##### RECORDS SHOWN

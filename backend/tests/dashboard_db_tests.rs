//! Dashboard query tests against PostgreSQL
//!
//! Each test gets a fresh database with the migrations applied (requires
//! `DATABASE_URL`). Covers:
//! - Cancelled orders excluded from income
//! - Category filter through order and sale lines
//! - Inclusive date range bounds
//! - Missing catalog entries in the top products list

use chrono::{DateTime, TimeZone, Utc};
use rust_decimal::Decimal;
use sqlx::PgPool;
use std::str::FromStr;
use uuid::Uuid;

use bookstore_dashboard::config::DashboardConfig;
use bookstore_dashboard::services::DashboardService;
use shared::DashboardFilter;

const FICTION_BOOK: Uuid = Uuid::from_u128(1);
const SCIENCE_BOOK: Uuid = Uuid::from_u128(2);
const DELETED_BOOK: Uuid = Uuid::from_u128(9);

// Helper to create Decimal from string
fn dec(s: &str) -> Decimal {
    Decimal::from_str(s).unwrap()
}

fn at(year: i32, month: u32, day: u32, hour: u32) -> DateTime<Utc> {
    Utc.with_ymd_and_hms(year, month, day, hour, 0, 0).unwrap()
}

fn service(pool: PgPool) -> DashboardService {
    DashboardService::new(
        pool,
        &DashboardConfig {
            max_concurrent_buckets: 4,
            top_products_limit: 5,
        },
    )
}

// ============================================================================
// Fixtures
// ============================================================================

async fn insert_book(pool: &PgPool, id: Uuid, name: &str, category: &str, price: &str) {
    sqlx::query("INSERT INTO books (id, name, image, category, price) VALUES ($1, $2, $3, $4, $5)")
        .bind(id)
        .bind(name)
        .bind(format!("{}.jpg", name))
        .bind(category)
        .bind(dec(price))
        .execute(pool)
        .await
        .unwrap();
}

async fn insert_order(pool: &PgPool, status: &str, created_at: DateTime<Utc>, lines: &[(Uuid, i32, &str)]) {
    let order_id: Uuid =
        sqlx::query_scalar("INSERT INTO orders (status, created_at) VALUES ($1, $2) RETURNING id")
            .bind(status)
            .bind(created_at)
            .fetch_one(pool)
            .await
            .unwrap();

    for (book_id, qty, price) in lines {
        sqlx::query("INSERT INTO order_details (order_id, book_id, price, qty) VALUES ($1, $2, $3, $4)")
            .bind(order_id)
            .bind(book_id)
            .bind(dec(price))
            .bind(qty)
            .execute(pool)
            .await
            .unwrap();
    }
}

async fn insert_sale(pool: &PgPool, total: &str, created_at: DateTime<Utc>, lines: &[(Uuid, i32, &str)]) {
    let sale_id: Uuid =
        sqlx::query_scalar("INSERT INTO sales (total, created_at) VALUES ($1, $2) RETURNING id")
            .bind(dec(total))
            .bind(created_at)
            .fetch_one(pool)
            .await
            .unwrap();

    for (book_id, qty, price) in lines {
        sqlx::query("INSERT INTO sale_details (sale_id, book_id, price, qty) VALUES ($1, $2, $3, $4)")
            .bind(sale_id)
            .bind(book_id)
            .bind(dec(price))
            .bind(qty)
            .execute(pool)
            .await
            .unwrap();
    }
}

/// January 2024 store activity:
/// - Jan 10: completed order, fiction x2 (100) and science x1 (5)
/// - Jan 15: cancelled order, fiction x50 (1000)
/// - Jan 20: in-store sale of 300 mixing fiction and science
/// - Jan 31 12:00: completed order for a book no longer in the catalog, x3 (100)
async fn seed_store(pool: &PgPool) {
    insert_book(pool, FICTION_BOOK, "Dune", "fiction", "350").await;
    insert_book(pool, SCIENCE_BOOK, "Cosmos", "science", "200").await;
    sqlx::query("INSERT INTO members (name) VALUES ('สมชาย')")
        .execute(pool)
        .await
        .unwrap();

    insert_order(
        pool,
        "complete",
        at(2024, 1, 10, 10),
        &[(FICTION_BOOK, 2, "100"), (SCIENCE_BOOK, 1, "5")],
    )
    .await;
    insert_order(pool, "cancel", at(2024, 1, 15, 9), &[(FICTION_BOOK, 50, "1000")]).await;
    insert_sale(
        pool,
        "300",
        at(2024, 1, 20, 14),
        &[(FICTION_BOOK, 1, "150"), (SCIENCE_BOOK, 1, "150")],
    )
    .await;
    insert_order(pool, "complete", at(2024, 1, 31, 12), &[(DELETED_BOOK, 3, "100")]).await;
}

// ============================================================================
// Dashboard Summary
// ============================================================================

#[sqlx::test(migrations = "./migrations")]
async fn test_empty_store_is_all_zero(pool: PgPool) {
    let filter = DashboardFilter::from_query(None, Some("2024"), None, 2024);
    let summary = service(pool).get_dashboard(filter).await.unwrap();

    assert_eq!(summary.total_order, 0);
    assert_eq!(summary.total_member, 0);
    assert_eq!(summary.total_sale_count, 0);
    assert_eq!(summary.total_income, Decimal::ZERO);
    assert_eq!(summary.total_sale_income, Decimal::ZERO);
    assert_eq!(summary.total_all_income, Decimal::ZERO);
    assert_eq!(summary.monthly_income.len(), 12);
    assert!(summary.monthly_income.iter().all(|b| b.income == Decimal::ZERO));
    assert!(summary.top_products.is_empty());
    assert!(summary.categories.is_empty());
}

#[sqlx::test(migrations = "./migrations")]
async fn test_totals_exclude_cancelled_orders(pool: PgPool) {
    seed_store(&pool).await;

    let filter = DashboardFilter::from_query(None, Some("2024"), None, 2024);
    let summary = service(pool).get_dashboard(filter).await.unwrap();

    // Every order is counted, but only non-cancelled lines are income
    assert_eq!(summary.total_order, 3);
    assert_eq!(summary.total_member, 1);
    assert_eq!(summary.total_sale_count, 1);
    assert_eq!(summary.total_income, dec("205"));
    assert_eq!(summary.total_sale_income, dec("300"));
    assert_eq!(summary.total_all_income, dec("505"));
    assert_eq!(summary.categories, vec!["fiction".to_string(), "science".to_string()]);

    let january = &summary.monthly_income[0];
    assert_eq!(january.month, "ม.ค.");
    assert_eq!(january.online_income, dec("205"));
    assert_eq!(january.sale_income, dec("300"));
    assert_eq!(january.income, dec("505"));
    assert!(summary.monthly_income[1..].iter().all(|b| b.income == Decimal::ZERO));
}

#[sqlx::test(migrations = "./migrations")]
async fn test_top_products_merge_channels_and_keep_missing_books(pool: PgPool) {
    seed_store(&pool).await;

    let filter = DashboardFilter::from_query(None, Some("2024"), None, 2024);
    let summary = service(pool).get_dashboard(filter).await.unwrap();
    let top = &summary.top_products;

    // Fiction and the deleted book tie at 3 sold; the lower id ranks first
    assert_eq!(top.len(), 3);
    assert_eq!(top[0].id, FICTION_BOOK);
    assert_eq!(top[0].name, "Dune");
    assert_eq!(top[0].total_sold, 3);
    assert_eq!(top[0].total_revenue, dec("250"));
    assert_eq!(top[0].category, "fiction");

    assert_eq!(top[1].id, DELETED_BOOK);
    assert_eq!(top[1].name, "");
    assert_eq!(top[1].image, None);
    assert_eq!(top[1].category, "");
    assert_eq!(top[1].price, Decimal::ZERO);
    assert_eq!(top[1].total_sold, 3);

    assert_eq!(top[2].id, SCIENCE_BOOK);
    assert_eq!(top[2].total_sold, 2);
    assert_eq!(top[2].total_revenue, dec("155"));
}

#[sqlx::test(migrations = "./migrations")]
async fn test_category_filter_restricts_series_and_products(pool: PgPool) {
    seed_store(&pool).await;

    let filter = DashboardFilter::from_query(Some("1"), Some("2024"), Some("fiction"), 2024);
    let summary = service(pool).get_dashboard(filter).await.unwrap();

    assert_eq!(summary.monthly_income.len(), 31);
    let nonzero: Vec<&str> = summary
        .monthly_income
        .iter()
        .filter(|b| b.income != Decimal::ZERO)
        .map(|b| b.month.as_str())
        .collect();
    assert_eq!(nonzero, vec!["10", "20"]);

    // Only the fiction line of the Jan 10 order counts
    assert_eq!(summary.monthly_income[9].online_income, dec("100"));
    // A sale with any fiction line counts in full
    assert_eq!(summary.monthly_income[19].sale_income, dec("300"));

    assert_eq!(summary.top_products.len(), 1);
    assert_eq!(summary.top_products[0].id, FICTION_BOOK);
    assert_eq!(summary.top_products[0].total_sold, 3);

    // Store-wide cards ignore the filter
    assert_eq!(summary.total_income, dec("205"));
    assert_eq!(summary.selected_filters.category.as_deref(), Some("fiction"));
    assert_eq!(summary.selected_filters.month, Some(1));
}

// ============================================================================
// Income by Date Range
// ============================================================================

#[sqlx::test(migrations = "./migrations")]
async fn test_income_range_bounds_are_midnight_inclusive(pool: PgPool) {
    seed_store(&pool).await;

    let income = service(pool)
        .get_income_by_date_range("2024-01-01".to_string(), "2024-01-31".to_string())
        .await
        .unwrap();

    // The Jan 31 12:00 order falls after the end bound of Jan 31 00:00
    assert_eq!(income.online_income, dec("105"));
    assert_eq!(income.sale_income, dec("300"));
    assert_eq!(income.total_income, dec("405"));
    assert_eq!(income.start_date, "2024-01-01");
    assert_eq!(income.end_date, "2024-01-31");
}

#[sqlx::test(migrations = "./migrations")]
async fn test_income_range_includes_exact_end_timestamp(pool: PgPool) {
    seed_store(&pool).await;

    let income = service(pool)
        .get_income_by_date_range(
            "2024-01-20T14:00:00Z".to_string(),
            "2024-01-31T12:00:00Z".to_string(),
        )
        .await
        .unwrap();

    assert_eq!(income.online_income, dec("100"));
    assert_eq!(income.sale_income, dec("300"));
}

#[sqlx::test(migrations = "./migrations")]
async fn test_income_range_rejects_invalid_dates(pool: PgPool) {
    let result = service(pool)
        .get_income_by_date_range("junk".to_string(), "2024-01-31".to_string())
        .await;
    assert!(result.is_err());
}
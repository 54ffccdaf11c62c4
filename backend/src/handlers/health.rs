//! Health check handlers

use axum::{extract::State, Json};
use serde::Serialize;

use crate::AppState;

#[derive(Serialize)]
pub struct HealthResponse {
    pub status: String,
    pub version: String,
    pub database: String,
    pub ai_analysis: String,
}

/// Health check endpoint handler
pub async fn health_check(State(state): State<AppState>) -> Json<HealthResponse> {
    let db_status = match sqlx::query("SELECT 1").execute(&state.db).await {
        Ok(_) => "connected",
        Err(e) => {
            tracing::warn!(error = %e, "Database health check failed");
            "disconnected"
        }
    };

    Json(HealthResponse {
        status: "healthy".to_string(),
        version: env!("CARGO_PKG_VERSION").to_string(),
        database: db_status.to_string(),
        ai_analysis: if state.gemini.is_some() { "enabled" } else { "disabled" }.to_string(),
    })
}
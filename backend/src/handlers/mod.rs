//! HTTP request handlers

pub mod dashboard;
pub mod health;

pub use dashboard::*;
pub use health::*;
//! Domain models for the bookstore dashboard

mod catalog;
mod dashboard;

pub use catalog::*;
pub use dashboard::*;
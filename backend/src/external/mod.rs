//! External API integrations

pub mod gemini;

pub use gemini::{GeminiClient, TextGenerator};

##########

TASK GOAL
The expected reply is a number only, the tally of lines in the data where the word "categories" is found.

OUTPUT FOR THIS TASK
2